Every line that contains the word "owned" should be copied from the records below.

· · · ·

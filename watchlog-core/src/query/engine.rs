//! Catalog filtering.
//!
//! A [`FilterCriteria`] is compiled once per call into case-folded needles,
//! then tested against every entry in catalog order. Each specified dimension
//! is an independent predicate and an entry must pass all of them, so adding a
//! dimension never changes how the others behave.
//!
//! Large catalogs are tested in parallel with rayon. Results are collected in
//! input order either way, and the limit is applied afterwards, so both paths
//! return the same slice of the catalog.

use super::comparison::NumericCondition;
use super::entry::CatalogEntry;
use super::tags::{self, TagMode, fold_tag};
use super::types::FilterCriteria;
use rayon::prelude::*;
use tracing::debug;

/// Stateless filter over catalog snapshots
#[derive(Debug, Clone, Copy)]
pub struct FilterEngine {
    parallel_threshold: usize,
}

impl Default for FilterEngine {
    fn default() -> Self {
        Self::new()
    }
}

impl FilterEngine {
    /// Catalog size from which filtering runs on the rayon pool
    pub const DEFAULT_PARALLEL_THRESHOLD: usize = 10_000;

    pub fn new() -> Self {
        Self::with_parallel_threshold(Self::DEFAULT_PARALLEL_THRESHOLD)
    }

    /// `usize::MAX` keeps every call sequential.
    pub fn with_parallel_threshold(parallel_threshold: usize) -> Self {
        Self { parallel_threshold }
    }

    pub fn parallel_threshold(&self) -> usize {
        self.parallel_threshold
    }

    /// Select the entries of `catalog` that satisfy `criteria`, in catalog
    /// order, truncated to `criteria.limit`.
    pub fn apply<'a, T: CatalogEntry>(
        &self,
        catalog: &'a [T],
        criteria: &FilterCriteria,
    ) -> Vec<&'a T> {
        let limit = match criteria.limit {
            Some(limit) if limit <= 0 => {
                debug!(limit, "non-positive filter limit, returning no entries");
                return Vec::new();
            }
            Some(limit) => usize::try_from(limit).unwrap_or(usize::MAX),
            None => usize::MAX,
        };

        let compiled = CompiledFilter::new(criteria);
        let parallel = catalog.len() >= self.parallel_threshold;

        let selected: Vec<&'a T> = if parallel {
            let mut hits: Vec<&'a T> = catalog
                .par_iter()
                .filter(|entry| compiled.test(*entry))
                .collect();
            hits.truncate(limit);
            hits
        } else {
            catalog
                .iter()
                .filter(|entry| compiled.test(*entry))
                .take(limit)
                .collect()
        };

        debug!(
            catalog = catalog.len(),
            matched = selected.len(),
            active_filters = criteria.active_count(),
            parallel,
            "catalog filter applied"
        );

        selected
    }

    /// Like [`apply`](Self::apply) but returns owned copies.
    pub fn apply_cloned<T: CatalogEntry + Clone>(
        &self,
        catalog: &[T],
        criteria: &FilterCriteria,
    ) -> Vec<T> {
        self.apply(catalog, criteria).into_iter().cloned().collect()
    }

    /// Test a single entry against every specified criterion (ignores limit).
    pub fn matches<T: CatalogEntry>(&self, entry: &T, criteria: &FilterCriteria) -> bool {
        CompiledFilter::new(criteria).test(entry)
    }
}

/// Criteria with text needles folded up front
#[derive(Debug)]
struct CompiledFilter {
    title: Option<String>,
    kind: Option<String>,
    rating: Option<NumericCondition>,
    episodes: Option<NumericCondition>,
    year: Option<NumericCondition>,
    tags: Option<(Vec<String>, TagMode)>,
}

impl CompiledFilter {
    fn new(criteria: &FilterCriteria) -> Self {
        Self {
            title: criteria.title.as_deref().map(str::to_lowercase),
            kind: criteria.kind.as_deref().map(str::to_lowercase),
            rating: criteria.rating,
            episodes: criteria.episodes,
            year: criteria.year,
            tags: criteria.tags.as_ref().map(|tags| {
                let folded = tags.tags().iter().map(|tag| fold_tag(tag)).collect();
                (folded, tags.mode())
            }),
        }
    }

    fn test<T: CatalogEntry>(&self, entry: &T) -> bool {
        if let Some(needle) = &self.title
            && !entry.title().to_lowercase().contains(needle.as_str())
        {
            return false;
        }

        if let Some(kind) = &self.kind
            && entry.kind().to_lowercase() != *kind
        {
            return false;
        }

        if let Some(rating) = &self.rating
            && !rating.matches(entry.rating())
        {
            return false;
        }

        if let Some(episodes) = &self.episodes
            && !episodes.matches(Some(entry.episodes() as f64))
        {
            return false;
        }

        if let Some(year) = &self.year
            && !year.matches(entry.year().map(f64::from))
        {
            return false;
        }

        if let Some((required, mode)) = &self.tags
            && !tags::matches(entry.tags(), required.as_slice(), *mode)
        {
            return false;
        }

        true
    }
}

#[cfg(test)]
mod tests {
    use super::*;
    use crate::query::{ComparisonOperator, TagMode};
    use watchlog_model::CatalogItem;

    fn work(id: i64, title: &str, kind: &str, rating: Option<f64>, episodes: u32, tags: &[&str]) -> CatalogItem {
        let item = CatalogItem::new(id, title, kind, episodes)
            .unwrap()
            .with_tags(tags.iter().copied());
        match rating {
            Some(rating) => item.with_rating(rating),
            None => item,
        }
    }

    fn sample_catalog() -> Vec<CatalogItem> {
        vec![
            work(1, "Fullmetal Alchemist", "Anime", Some(9.1), 64, &["Action", "Fantasy"]),
            work(2, "Nichijou", "anime", Some(8.4), 26, &["Comedy"]),
            work(3, "Vagabond", "Manga", Some(9.2), 37, &["Action", "Drama"]),
            work(4, "Unrated Pilot", "anime", None, 1, &["Action"]),
            work(5, "Frieren", "ANIME", Some(9.3), 28, &["Fantasy", "Drama"]),
        ]
    }

    fn ids(result: &[&CatalogItem]) -> Vec<i64> {
        result.iter().map(|item| item.id.value()).collect()
    }

    #[test]
    fn empty_criteria_returns_whole_catalog_in_order() {
        let catalog = sample_catalog();
        let result = FilterEngine::new().apply(&catalog, &FilterCriteria::default());
        assert_eq!(ids(&result), vec![1, 2, 3, 4, 5]);
    }

    #[test]
    fn empty_catalog_yields_empty_result() {
        let catalog: Vec<CatalogItem> = Vec::new();
        let criteria = FilterCriteria::builder().anime_only().build();
        assert!(FilterEngine::new().apply(&catalog, &criteria).is_empty());
    }

    #[test]
    fn kind_matches_case_insensitively() {
        let catalog = sample_catalog();
        let criteria = FilterCriteria::builder().kind("anime").build();
        assert_eq!(ids(&FilterEngine::new().apply(&catalog, &criteria)), vec![1, 2, 4, 5]);
    }

    #[test]
    fn missing_rating_is_filtered_out() {
        let catalog = sample_catalog();
        let criteria = FilterCriteria::builder()
            .rating(ComparisonOperator::NotEqual, 100.0)
            .build();
        assert_eq!(ids(&FilterEngine::new().apply(&catalog, &criteria)), vec![1, 2, 3, 5]);
    }

    #[test]
    fn combined_criteria_intersect() {
        let catalog = sample_catalog();
        let criteria = FilterCriteria::builder()
            .anime_only()
            .rating(ComparisonOperator::GreaterOrEqual, 8.5)
            .episodes(ComparisonOperator::LessOrEqual, 50.0)
            .tags(["fantasy"], TagMode::All)
            .build();
        assert_eq!(ids(&FilterEngine::new().apply(&catalog, &criteria)), vec![5]);
    }

    #[test]
    fn tag_mode_only_governs_listed_tags() {
        let catalog = sample_catalog();
        let any = FilterCriteria::builder()
            .tags(["comedy", "drama"], TagMode::Any)
            .build();
        let all = FilterCriteria::builder()
            .tags(["fantasy", "drama"], TagMode::All)
            .build();

        let engine = FilterEngine::new();
        assert_eq!(ids(&engine.apply(&catalog, &any)), vec![2, 3, 5]);
        assert_eq!(ids(&engine.apply(&catalog, &all)), vec![5]);
    }

    #[test]
    fn title_search_is_case_insensitive_substring() {
        let catalog = sample_catalog();
        let criteria = FilterCriteria::builder().title_contains("ALCHEM").build();
        assert_eq!(ids(&FilterEngine::new().apply(&catalog, &criteria)), vec![1]);
    }

    #[test]
    fn year_filter_skips_items_without_year() {
        let catalog = vec![
            work(1, "Cowboy Bebop", "anime", Some(8.9), 26, &[]).with_year(1998),
            work(2, "Unknown", "anime", Some(7.0), 12, &[]),
            work(3, "Mob Psycho 100", "anime", Some(8.5), 12, &[]).with_year(2016),
        ];
        let criteria = FilterCriteria::builder()
            .year(ComparisonOperator::GreaterOrEqual, 2000.0)
            .build();
        assert_eq!(ids(&FilterEngine::new().apply(&catalog, &criteria)), vec![3]);
    }

    #[test]
    fn limit_truncates_after_filtering() {
        let catalog = sample_catalog();
        let engine = FilterEngine::new();

        let two = FilterCriteria::builder().anime_only().limit(2).build();
        assert_eq!(ids(&engine.apply(&catalog, &two)), vec![1, 2]);

        let oversized = FilterCriteria::builder().limit(50).build();
        assert_eq!(engine.apply(&catalog, &oversized).len(), 5);
    }

    #[test]
    fn non_positive_limit_yields_nothing() {
        let catalog = sample_catalog();
        let engine = FilterEngine::new();
        for limit in [0, -3] {
            let criteria = FilterCriteria::builder().limit(limit).build();
            assert!(engine.apply(&catalog, &criteria).is_empty());
        }
    }

    #[test]
    fn parallel_path_preserves_order_and_limit() {
        let catalog: Vec<CatalogItem> = (0..500)
            .map(|i| {
                let kind = if i % 3 == 0 { "manga" } else { "anime" };
                work(i, &format!("Work {i}"), kind, Some((i % 10) as f64), i as u32, &[])
            })
            .collect();
        let criteria = FilterCriteria::builder()
            .anime_only()
            .rating(ComparisonOperator::Greater, 4.0)
            .limit(40)
            .build();

        let sequential = FilterEngine::with_parallel_threshold(usize::MAX).apply(&catalog, &criteria);
        let parallel = FilterEngine::with_parallel_threshold(1).apply(&catalog, &criteria);

        assert_eq!(ids(&sequential), ids(&parallel));
        assert_eq!(parallel.len(), 40);
    }

    #[test]
    fn apply_cloned_leaves_catalog_untouched() {
        let catalog = sample_catalog();
        let before = catalog.clone();
        let criteria = FilterCriteria::builder().manga_only().build();

        let owned = FilterEngine::new().apply_cloned(&catalog, &criteria);

        assert_eq!(owned.len(), 1);
        assert_eq!(owned[0].title, "Vagabond");
        assert_eq!(catalog, before);
    }
}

· · · ·

Exercise response.
    /// Like [`apply`](Self::apply) but returns owned copies.
        let owned = FilterEngine::new().apply_cloned(&catalog, &criteria);
        assert_eq!(owned.len(), 1);
        assert_eq!(owned[0].title, "Vagabond");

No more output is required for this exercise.